Greece confirms first case of bird flu

Authorities in Greece confirmed the country's first case of bird flu Monday, the first in the European Union, on a turkey farm on the Aegean Sea island of Oinouses, near the Turkish coast. Agriculture Minister Evangelos Basiakos said the turkey came from a small private poultry farm of about 20 turkeys on the tiny island of Inousses off Chios which belongs to the Chios prefecture.

Preliminary tests have identified bird flu and narrowed down the virus to the H5 type, but more rigorous testing is being conducted to determine whether it is the deadly H5N1 strain that scientists are tracking for fear it could mutate and spawn a lethal human flu pandemic capable of killing millions.

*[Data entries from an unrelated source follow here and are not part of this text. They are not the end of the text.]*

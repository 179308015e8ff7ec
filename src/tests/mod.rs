use error_stack::Report;
use futures::future::FutureExt;
use sqlx::{PgConnection, PgPool};
use tracing::{event, instrument, Level};

use crate::{
    auth::{
        api_keys::{self, ApiKeyData},
        password::{self, HashedPassword},
        ExpiryStyle, SessionCookieBuilder,
    },
    users::{queries::create_new_user_with_prehashed_password, UserCreatePayload, UserId},
    Error,
};

pub mod client;

pub use client::TestClient;

pub const TEST_PASSWORD: &str = "the-test-password";

pub struct TestApp {
    /// Hold on to the shutdown signal so the server stays alive
    pub shutdown_tx: tokio::sync::oneshot::Sender<()>,
    /// An unauthenticated client
    pub client: TestClient,
    pub base_url: String,
    pub pg_pool: PgPool,
    pub server_task: tokio::task::JoinHandle<Result<(), Report<Error>>>,
}

#[derive(Clone, Debug)]
pub struct TestUser {
    pub user_id: UserId,
    pub email: String,
    pub password: String,
    pub api_key: String,
    pub client: TestClient,
}

pub struct BootstrappedData {
    pub admin_user: TestUser,
    pub user: TestUser,
    /// Authenticates fine but has `active = false`, so every permission gate rejects it.
    pub disabled_user: TestUser,
}

pub async fn start_app(pg_pool: PgPool) -> (TestApp, BootstrappedData) {
    error_stack::Report::set_color_mode(error_stack::fmt::ColorMode::None);
    crate::tracing_config::test::init();

    let (shutdown_tx, shutdown_rx) = tokio::sync::oneshot::channel();
    // Make the shutdown future resolve to () so the type matches what Axum expects.
    let shutdown_rx = shutdown_rx.map(|_| ());

    let listener = crate::server::create_tcp_listener("127.0.0.1", 0)
        .await
        .unwrap();
    let port = listener.local_addr().unwrap().port();
    let base_url = format!("http://127.0.0.1:{port}");

    let config = crate::server::Config {
        env: "test".into(),
        bind: crate::server::ServerBind::Listener(listener),
        insecure: true,
        request_timeout: std::time::Duration::from_secs(30),
        pg_pool: pg_pool.clone(),
        cookie_configuration: SessionCookieBuilder::new(
            false,
            tower_cookies::cookie::SameSite::Strict,
        ),
        session_expiry: ExpiryStyle::AfterIdle(std::time::Duration::from_secs(24 * 60 * 60)),
        hosts: vec![],
        api_cors: crate::server::CorsSetting::default(),
    };

    let server = crate::server::create_server(config)
        .await
        .expect("creating server");

    let test_client = TestClient::new(format!("{base_url}/api"));

    let bootstrapped_data = bootstrap_data(&pg_pool, &test_client).await;

    let server_task = tokio::task::spawn(server.run_with_shutdown_signal(shutdown_rx));

    event!(Level::INFO, "finished bootstrapping test");

    let app = TestApp {
        shutdown_tx,
        client: test_client,
        base_url,
        pg_pool,
        server_task,
    };

    (app, bootstrapped_data)
}

#[instrument(skip(db, base_client, password_hash))]
async fn add_test_user(
    db: &mut PgConnection,
    base_client: &TestClient,
    name: &str,
    is_admin: bool,
    password_hash: &HashedPassword,
) -> TestUser {
    let user_id = UserId::new();
    let key_data = ApiKeyData::new();

    let test_client = base_client.with_api_key(&key_data.key);

    let email = format!("{}@example.com", name.to_lowercase().replace(' ', "-"));
    let user_payload = UserCreatePayload {
        email: email.clone(),
        name: name.to_string(),
        is_admin,
    };

    create_new_user_with_prehashed_password(
        &mut *db,
        user_id,
        user_payload,
        Some(password_hash.clone()),
    )
    .await
    .expect("Creating user");

    let key = api_keys::ApiKey {
        id: key_data.api_key_id,
        user_id,
        description: String::new(),
        active: true,
        expires_at: chrono::Utc::now() + chrono::Duration::days(365),
    };
    api_keys::add_api_key(&mut *db, &key, &key_data.hash)
        .await
        .expect("Adding api key");

    TestUser {
        user_id,
        email,
        password: TEST_PASSWORD.to_string(),
        api_key: key_data.key,
        client: test_client,
    }
}

async fn bootstrap_data(pg_pool: &PgPool, base_client: &TestClient) -> BootstrappedData {
    let password_hash = password::new_hash(TEST_PASSWORD.to_string())
        .await
        .expect("Hashing test password");

    let mut tx = pg_pool.begin().await.unwrap();

    let admin_user = add_test_user(&mut tx, base_client, "Admin", true, &password_hash).await;
    let user = add_test_user(&mut tx, base_client, "User", false, &password_hash).await;
    let disabled_user =
        add_test_user(&mut tx, base_client, "Disabled User", false, &password_hash).await;

    sqlx::query("UPDATE users SET active = false WHERE id = $1")
        .bind(disabled_user.user_id.as_uuid())
        .execute(&mut *tx)
        .await
        .expect("Disabling user");

    tx.commit().await.unwrap();

    BootstrappedData {
        admin_user,
        user,
        disabled_user,
    }
}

According to Basiakos, the owner of a small turkey farm with 20 birds informed the local veterinary service about "the presence of strange symptoms and losses among the turkeys."

A veterinary team from the nearby island of Chios traveled to Oinouses, a five-square-mile island with a population of about 700 people, and took samples from the suspect birds, CBS/AP reports.

Tests carried out in Athens found that one of the nine samples tested positive for the H5 virus. The ministry ordered that new samples be taken and sent to a central veterinary testing center in the northern port of Thessaloniki as "there is a pressing need for verification of the analysis."

Neighboring Turkey, only a few miles off Chios, has also detected cases of bird flu as well as Romania, both of which have culled thousands of birds in the past days, according to Reuters. A.M.